Para além da ficção científica, os problemas reais relacionados à Inteligência Artificial devem ser levados em consideração em uma época de constantes inovações tecnológicas

Por Gabriela Cecchin (gabrielacmr@usp.br)

Em março de 2016, os usuários do Twitter tiveram acesso à Tay, uma Inteligência Artificial (IA) na forma de um perfil, que deveria interagir com jovens on-line e aprender com eles. Porém, em menos de 24 horas, a máquina teve de ser desligada pois passou a apresentar comportamentos racistas, machistas e antissemitas.

Tradução adaptada dos tweets da Tay. [Imagem: Gabriela Cecchin/Acervo Pessoal]

Isso aconteceu por meio da adaptação do chatbot ao meio virtual.
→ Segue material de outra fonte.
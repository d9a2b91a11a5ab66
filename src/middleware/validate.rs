//! Request payload validation middleware.
//!
//! Buffers the JSON body of mutating requests, runs it through the
//! validator before any handler sees it, and optionally sanitizes string
//! fields in place. Rejections short-circuit with the standard error
//! envelope:
//!
//! - unreadable or oversized body: 413
//! - empty body: 400 (every route carrying this layer takes a payload)
//! - malformed JSON: 400
//! - validation failures: 400 with the full per-field error list

use std::task::{Context, Poll};

use axum::body::Body;
use axum::http::{HeaderValue, Request, Response, header};
use axum::response::IntoResponse;
use serde_json::Value;
use tower::{Layer, Service};
use tracing::debug;

use crate::error::AppError;
use crate::validation::{NumericRule, sanitize_payload, validate_payload};

/// Hard ceiling on how much body this layer will buffer. The router's
/// body limit fires first under normal configuration.
const MAX_BUFFERED_BODY: usize = 10 * 1024 * 1024;

/// JSON validation layer for mutating routes.
#[derive(Clone)]
pub struct ValidateJsonLayer {
    rules: &'static [NumericRule],
    sanitize: bool,
}

impl ValidateJsonLayer {
    /// Validate against `rules` and reject on any violation.
    pub fn new(rules: &'static [NumericRule]) -> Self {
        Self {
            rules,
            sanitize: false,
        }
    }

    /// Additionally strip dangerous substrings from string fields after
    /// validation passes.
    pub fn sanitizing(rules: &'static [NumericRule]) -> Self {
        Self {
            rules,
            sanitize: true,
        }
    }
}

impl<S> Layer<S> for ValidateJsonLayer {
    type Service = ValidateJsonService<S>;

    fn layer(&self, inner: S) -> Self::Service {
        ValidateJsonService {
            inner,
            rules: self.rules,
            sanitize: self.sanitize,
        }
    }
}

/// Validation service wrapper.
#[derive(Clone)]
pub struct ValidateJsonService<S> {
    inner: S,
    rules: &'static [NumericRule],
    sanitize: bool,
}

impl<S> Service<Request<Body>> for ValidateJsonService<S>
where
    S: Service<Request<Body>, Response = Response<Body>> + Clone + Send + 'static,
    S::Future: Send,
{
    type Response = Response<Body>;
    type Error = S::Error;
    type Future = std::pin::Pin<
        Box<dyn std::future::Future<Output = Result<Self::Response, Self::Error>> + Send>,
    >;

    fn poll_ready(&mut self, cx: &mut Context<'_>) -> Poll<Result<(), Self::Error>> {
        self.inner.poll_ready(cx)
    }

    fn call(&mut self, req: Request<Body>) -> Self::Future {
        let rules = self.rules;
        let sanitize = self.sanitize;
        let mut inner = self.inner.clone();

        Box::pin(async move {
            let (mut parts, body) = req.into_parts();

            let bytes = match axum::body::to_bytes(body, MAX_BUFFERED_BODY).await {
                Ok(bytes) => bytes,
                Err(_) => return Ok(AppError::PayloadTooLarge.into_response()),
            };

            if bytes.is_empty() {
                debug!(path = %parts.uri.path(), "Rejected empty request body");
                crate::metrics::record_validation_rejection("empty_body");
                return Ok(
                    AppError::BadRequest("Request body is required".to_string()).into_response()
                );
            }

            let payload: Value = match serde_json::from_slice(&bytes) {
                Ok(payload) => payload,
                Err(error) => {
                    debug!(path = %parts.uri.path(), %error, "Rejected malformed JSON body");
                    crate::metrics::record_validation_rejection("malformed_json");
                    return Ok(AppError::BadRequest("Request body must be valid JSON".to_string())
                        .into_response());
                }
            };

            if let Err(errors) = validate_payload(&payload, rules) {
                debug!(
                    path = %parts.uri.path(),
                    violations = errors.len(),
                    "Rejected invalid payload"
                );
                crate::metrics::record_validation_rejection("invalid_payload");
                return Ok(AppError::InvalidInput(errors).into_response());
            }

            let body = if sanitize {
                let sanitized = sanitize_payload(&payload).to_string();
                if let Ok(value) = HeaderValue::from_str(&sanitized.len().to_string()) {
                    parts.headers.insert(header::CONTENT_LENGTH, value);
                }
                Body::from(sanitized)
            } else {
                Body::from(bytes)
            };

            inner.call(Request::from_parts(parts, body)).await
        })
    }
}

#[cfg(test)]
#[allow(clippy::unwrap_used, clippy::expect_used)]
mod tests {
    use super::*;
    use crate::validation::game_numeric_rules;
    use axum::Router;
    use axum::http::StatusCode;
    use axum::routing::post;
    use http_body_util::BodyExt;
    use serde_json::json;
    use tower::ServiceExt;

    fn app(layer: ValidateJsonLayer) -> Router {
        // Echo handler; reaching it means validation passed
        Router::new()
            .route(
                "/",
                post(|body: String| async move { (StatusCode::OK, body) }),
            )
            .layer(layer)
    }

    fn post_json(body: &str) -> Request<Body> {
        Request::builder()
            .method("POST")
            .uri("/")
            .header("content-type", "application/json")
            .body(Body::from(body.to_string()))
            .unwrap()
    }

    #[tokio::test]
    async fn test_clean_payload_passes() {
        let app = app(ValidateJsonLayer::new(game_numeric_rules()));
        let payload = json!({ "name": "Hades", "price": 24.99, "rating": 9.3 });

        let response = app.oneshot(post_json(&payload.to_string())).await.unwrap();
        assert_eq!(response.status(), StatusCode::OK);
    }

    #[tokio::test]
    async fn test_malformed_json_rejected() {
        let app = app(ValidateJsonLayer::new(&[]));

        let response = app.oneshot(post_json("{not json")).await.unwrap();
        assert_eq!(response.status(), StatusCode::BAD_REQUEST);
    }

    #[tokio::test]
    async fn test_injection_rejected_with_error_list() {
        let app = app(ValidateJsonLayer::new(&[]));
        let payload = json!({ "name": "'; DROP TABLE games; --" });

        let response = app.oneshot(post_json(&payload.to_string())).await.unwrap();
        assert_eq!(response.status(), StatusCode::BAD_REQUEST);

        let body = response.into_body().collect().await.unwrap().to_bytes();
        let envelope: Value = serde_json::from_slice(&body).unwrap();
        assert_eq!(envelope["success"], false);
        assert!(!envelope["errors"].as_array().unwrap().is_empty());
    }

    #[tokio::test]
    async fn test_numeric_rule_enforced() {
        let app = app(ValidateJsonLayer::new(game_numeric_rules()));
        let payload = json!({ "name": "ok", "rating": 12.0 });

        let response = app.oneshot(post_json(&payload.to_string())).await.unwrap();
        assert_eq!(response.status(), StatusCode::BAD_REQUEST);
    }

    #[tokio::test]
    async fn test_empty_body_rejected_with_envelope() {
        let app = app(ValidateJsonLayer::new(&[]));
        let request = Request::builder()
            .method("POST")
            .uri("/")
            .body(Body::empty())
            .unwrap();

        let response = app.oneshot(request).await.unwrap();
        assert_eq!(response.status(), StatusCode::BAD_REQUEST);

        let body = response.into_body().collect().await.unwrap().to_bytes();
        let envelope: Value = serde_json::from_slice(&body).unwrap();
        assert_eq!(envelope["success"], false);
    }

    #[tokio::test]
    async fn test_sanitizing_layer_rewrites_body() {
        let app = app(ValidateJsonLayer::sanitizing(&[]));
        let payload = json!({ "name": "  Hades  " });

        let response = app.oneshot(post_json(&payload.to_string())).await.unwrap();
        assert_eq!(response.status(), StatusCode::OK);

        let body = response.into_body().collect().await.unwrap().to_bytes();
        let echoed: Value = serde_json::from_slice(&body).unwrap();
        assert_eq!(echoed["name"], "Hades");
    }
}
Assim que foi lançado, diversos usuários se organizaram para fazer com que Tay apresentasse esse tipo de comportamento, ou seja, começaram a enviar milhares de tweets com essas mensagens discriminatórias, que Tay passou a reproduzir.

Murilo Shinnoda, programador que se interessou pelo caso, comenta o assunto: “Apesar de muitas pessoas, desde a época até hoje, abominarem a IA — como se o conceito da tecnologia fosse o problema —, poucas pessoas param para analisar que ela se alimenta do que nós humanos informamos. Esse deveria ter sido o assunto mais abordado sobre o que aconteceu na época”.

Davi Martins, usuário do Twitter naquele ano, também acompanhou o evento. “A ideia era muito interessante e despertou o interesse de muita gente, mas a notoriedade dela veio mesmo quando ela começou a dar respostas controversas, que eram fruto da interação com os trolls (usuários inconvenientes e provocadores) da internet que a alimentaram com conteúdo de ódio e afins”, diz ele. “A repercussão foi bem grande, lembro do ocorrido ser noticiado em jornais da grande mídia e muito comentado aqui no Twitter.” Davi também conta que ficou desanimado com aquilo: “Era preocupante pois parecia que esse era o rumo que as inteligências artificiais iriam tomar se dependessem dos humanos para adquirir conhecimento”.

Com o passar do tempo, o estudo sobre Inteligência Artificial cresceu exponencialmente, também para evitar escândalos como o da Tay. Mesmo assim, o problema se repete de forma mais implícita. Um exemplo é a Stable Diffusion Online, plataforma de conversão de texto para uma imagem gerada por IA. Ao pesquisar termos como “CEO” — sigla em inglês para diretor ou diretora-executiva —, o site mostra, em sua maioria, imagens de homens brancos, colaborando para a construção de um perfil pouco diverso de pessoas em cargos de poder.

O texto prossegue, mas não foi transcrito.